> What you will do
Each line in the entries below that holds the string "fleetd" must be copied.

----------------

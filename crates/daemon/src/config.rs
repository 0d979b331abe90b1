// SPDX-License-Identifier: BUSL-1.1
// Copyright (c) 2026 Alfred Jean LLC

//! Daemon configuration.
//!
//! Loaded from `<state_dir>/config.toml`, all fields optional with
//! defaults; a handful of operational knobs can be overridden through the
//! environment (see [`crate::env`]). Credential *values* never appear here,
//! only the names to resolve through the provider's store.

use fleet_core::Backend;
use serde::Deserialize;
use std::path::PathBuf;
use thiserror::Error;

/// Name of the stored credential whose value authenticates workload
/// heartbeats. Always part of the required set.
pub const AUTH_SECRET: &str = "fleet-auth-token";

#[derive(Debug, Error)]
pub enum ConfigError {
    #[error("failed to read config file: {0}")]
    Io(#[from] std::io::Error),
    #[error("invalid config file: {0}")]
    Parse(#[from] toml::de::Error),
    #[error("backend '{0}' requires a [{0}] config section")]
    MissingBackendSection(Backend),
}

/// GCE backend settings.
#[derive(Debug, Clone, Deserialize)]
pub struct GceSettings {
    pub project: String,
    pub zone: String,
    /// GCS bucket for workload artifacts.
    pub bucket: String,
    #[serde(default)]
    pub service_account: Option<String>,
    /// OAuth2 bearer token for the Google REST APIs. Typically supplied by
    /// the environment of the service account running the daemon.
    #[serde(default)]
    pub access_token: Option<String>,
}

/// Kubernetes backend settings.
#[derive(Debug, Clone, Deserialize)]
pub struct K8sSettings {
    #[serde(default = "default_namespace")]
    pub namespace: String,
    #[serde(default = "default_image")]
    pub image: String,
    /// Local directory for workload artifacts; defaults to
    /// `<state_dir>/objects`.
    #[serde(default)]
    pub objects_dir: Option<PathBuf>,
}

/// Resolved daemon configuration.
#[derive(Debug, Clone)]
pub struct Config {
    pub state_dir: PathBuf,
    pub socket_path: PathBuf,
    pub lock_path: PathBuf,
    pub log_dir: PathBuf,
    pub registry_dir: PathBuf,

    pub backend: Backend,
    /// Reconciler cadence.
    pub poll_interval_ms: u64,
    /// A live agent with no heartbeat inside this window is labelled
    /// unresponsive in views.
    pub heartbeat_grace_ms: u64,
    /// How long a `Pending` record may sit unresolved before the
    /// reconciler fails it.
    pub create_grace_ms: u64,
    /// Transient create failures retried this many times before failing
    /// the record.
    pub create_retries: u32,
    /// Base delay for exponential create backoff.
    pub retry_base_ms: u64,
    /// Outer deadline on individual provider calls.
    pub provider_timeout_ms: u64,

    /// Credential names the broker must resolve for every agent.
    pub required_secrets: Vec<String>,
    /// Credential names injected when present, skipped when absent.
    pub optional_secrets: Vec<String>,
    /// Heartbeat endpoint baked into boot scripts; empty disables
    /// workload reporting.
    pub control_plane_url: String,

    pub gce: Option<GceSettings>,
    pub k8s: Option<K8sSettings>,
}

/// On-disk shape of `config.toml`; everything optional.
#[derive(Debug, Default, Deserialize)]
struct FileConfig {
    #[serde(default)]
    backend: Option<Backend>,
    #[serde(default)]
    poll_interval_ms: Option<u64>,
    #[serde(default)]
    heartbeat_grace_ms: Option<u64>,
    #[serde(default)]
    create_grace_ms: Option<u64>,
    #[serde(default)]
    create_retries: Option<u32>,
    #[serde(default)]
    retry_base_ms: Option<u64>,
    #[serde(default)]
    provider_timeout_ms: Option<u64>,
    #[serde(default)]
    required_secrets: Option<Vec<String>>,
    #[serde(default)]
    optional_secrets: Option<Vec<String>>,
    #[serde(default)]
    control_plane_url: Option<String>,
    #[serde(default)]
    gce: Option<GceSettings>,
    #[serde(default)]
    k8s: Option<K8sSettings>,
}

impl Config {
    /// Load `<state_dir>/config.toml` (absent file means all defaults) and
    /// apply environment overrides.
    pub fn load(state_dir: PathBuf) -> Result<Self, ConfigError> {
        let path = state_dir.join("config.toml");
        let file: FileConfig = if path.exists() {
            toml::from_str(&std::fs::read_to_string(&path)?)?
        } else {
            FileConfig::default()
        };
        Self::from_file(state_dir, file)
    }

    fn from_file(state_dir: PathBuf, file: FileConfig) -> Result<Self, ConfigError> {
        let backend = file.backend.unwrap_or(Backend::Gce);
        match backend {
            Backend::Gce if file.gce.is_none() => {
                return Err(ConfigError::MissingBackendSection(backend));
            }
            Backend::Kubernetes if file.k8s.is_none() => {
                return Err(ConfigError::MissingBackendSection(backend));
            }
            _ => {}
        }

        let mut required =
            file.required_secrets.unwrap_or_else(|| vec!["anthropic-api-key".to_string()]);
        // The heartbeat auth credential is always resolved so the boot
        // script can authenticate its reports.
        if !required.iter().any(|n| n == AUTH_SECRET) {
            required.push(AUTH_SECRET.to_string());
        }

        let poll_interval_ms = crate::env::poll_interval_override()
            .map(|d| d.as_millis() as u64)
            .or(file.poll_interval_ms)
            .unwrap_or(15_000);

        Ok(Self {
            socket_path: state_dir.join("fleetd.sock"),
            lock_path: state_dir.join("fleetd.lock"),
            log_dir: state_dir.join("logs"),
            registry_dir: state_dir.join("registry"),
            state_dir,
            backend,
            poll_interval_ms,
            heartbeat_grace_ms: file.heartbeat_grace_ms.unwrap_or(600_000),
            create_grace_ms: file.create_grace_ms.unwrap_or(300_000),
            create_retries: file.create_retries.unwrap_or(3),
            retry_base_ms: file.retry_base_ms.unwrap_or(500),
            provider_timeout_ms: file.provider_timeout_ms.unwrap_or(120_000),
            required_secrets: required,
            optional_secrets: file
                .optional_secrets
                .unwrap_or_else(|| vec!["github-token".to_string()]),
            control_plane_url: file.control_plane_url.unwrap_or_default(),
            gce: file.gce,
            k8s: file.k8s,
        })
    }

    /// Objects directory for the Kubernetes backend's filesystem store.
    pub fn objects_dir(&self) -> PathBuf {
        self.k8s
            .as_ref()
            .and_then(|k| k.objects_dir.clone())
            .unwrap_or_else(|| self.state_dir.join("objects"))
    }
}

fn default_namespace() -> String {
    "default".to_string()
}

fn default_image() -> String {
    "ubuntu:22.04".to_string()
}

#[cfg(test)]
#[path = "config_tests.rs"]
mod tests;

----------------

> Solution to this problem
            socket_path: state_dir.join("fleetd.sock"),
            lock_path: state_dir.join("fleetd.lock"),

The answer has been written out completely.